Капитан Крыило еще в Синевце рассказал Пасульскому, что официант с братом ночью провожали Кривенко к поезду. Поехал в направлении Львова. "Не пойду к изменнице... Ненавижу! - бил кулаком, поднимаясь в тамбур вагона. Я еду в Карелию". Это была пьяная болтовня. Проспавшись, он мог сойти с поезда, скажем, во Львове и поехать совсем в другом направлении.

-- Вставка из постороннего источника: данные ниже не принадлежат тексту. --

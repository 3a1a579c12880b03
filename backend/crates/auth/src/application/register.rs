//! Register Use Case
//!
//! Creates a user, their password credentials and their profile.
//! Input arrives already validated by the registration forms.

use std::sync::Arc;

use crate::application::config::AuthConfig;
use crate::domain::entity::{auth::Auth, user::User, user_profile::UserProfile};
use crate::domain::repository::{AuthUnitOfWork, PictureStore, PictureUpload};
use crate::domain::value_object::{
    email::Email,
    user_id::UserId,
    user_name::UserName,
    user_password::{RawPassword, UserPassword},
    website::Website,
};
use crate::error::{AuthError, AuthResult};

pub struct RegisterInput {
    pub user_name: UserName,
    pub email: Option<Email>,
    pub password: RawPassword,
    pub website: Option<Website>,
    pub picture: Option<PictureUpload>,
}

#[derive(Debug, Clone)]
pub struct RegisterOutput {
    pub user_id: UserId,
    pub user_name: UserName,
    /// Stored picture path relative to the media root
    pub picture: Option<String>,
}

pub struct RegisterUseCase<S, M>
where
    S: AuthUnitOfWork,
    M: PictureStore,
{
    store: Arc<S>,
    pictures: Arc<M>,
    config: Arc<AuthConfig>,
}

impl<S, M> RegisterUseCase<S, M>
where
    S: AuthUnitOfWork,
    M: PictureStore,
{
    pub fn new(store: Arc<S>, pictures: Arc<M>, config: Arc<AuthConfig>) -> Self {
        Self {
            store,
            pictures,
            config,
        }
    }

    /// The picture is stored first; the user, credentials and profile are
    /// then written in one unit of work. A failed write removes the picture.
    pub async fn execute(&self, input: RegisterInput) -> AuthResult<RegisterOutput> {
        if self.store.exists_by_user_name(&input.user_name).await? {
            return Err(AuthError::UserNameTaken);
        }

        let password_hash = UserPassword::from_raw(&input.password, self.config.pepper())?;
        drop(input.password);

        let picture = match input.picture {
            Some(upload) => Some(self.pictures.save(upload).await?),
            None => None,
        };

        let user = User::new(input.user_name, input.email);
        let auth = Auth::new(user.user_id, password_hash);
        let profile = UserProfile::new(user.user_id, input.website, picture.clone());

        if let Err(err) = self.store.create_account(&user, &auth, &profile).await {
            if let Some(path) = &picture {
                self.discard_picture(path).await;
            }
            return Err(err);
        }

        tracing::info!(
            user_id = %user.user_id,
            has_picture = picture.is_some(),
            "User registered"
        );

        Ok(RegisterOutput {
            user_id: user.user_id,
            user_name: user.user_name,
            picture,
        })
    }

    async fn discard_picture(&self, path: &str) {
        if let Err(err) = self.pictures.delete(path).await {
            tracing::warn!(error = %err, picture = %path, "Failed to remove orphaned picture");
        }
    }
}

Может, и к Дуське.
Участковый инспектор добирался теперь до колхоза "Зирка". Там ли Кривенко? Когда ехал поездом из Синевца, пожилая попутчица рассказала, что недалеко от вокзала нашли изувеченный труп. Мужчина, видно, не старый, одет был в серый костюм и синий плащ с блестящими пуговицами. И никаких документов при нем...
В Синевце Кривенко видели в сером костюме, синем плаще и фетровой шляпе. Если самоубийца он, зачем было в такую даль ехать? "Если не найду Павла, - подумал Пасульский, - придется проводить опознание человека, найденного на железной дороге".
В это время в Синевце Борис Бысыкало вместе с Мартой зашел к Наталье Филипповне.
- Извините, - поклонился он. - У нас предвидится семейное торжество: свадьба. Не откажите. Приходите.
А выражение глаз такое, что Кушнирчук поневоле подумала: "Не газетная статья "Отец по решению суда" повлияла. И не воспитательные беседы. Это похоже на ход конем. Не хочет ли Борис свадьбой снять подозрение?"
Марта светилась счастьем, забыв оскорбительную фразу Любавы Родиславовны: "Умереть от стыда - с пятнадцати лет ты, Марта, хлопцев распаляла..."
Может быть, Марту уговорили дать ложные показания и в благодарность пообещали справить свадьбу? Или какой-нибудь адвокат посоветовал: будет у Бориса жена, дочь - меньше получит срок. А может, затея со свадьбой для отвода глаз: видите, Борис не виновен... Не осрамил мать, не пошатнул ее положение.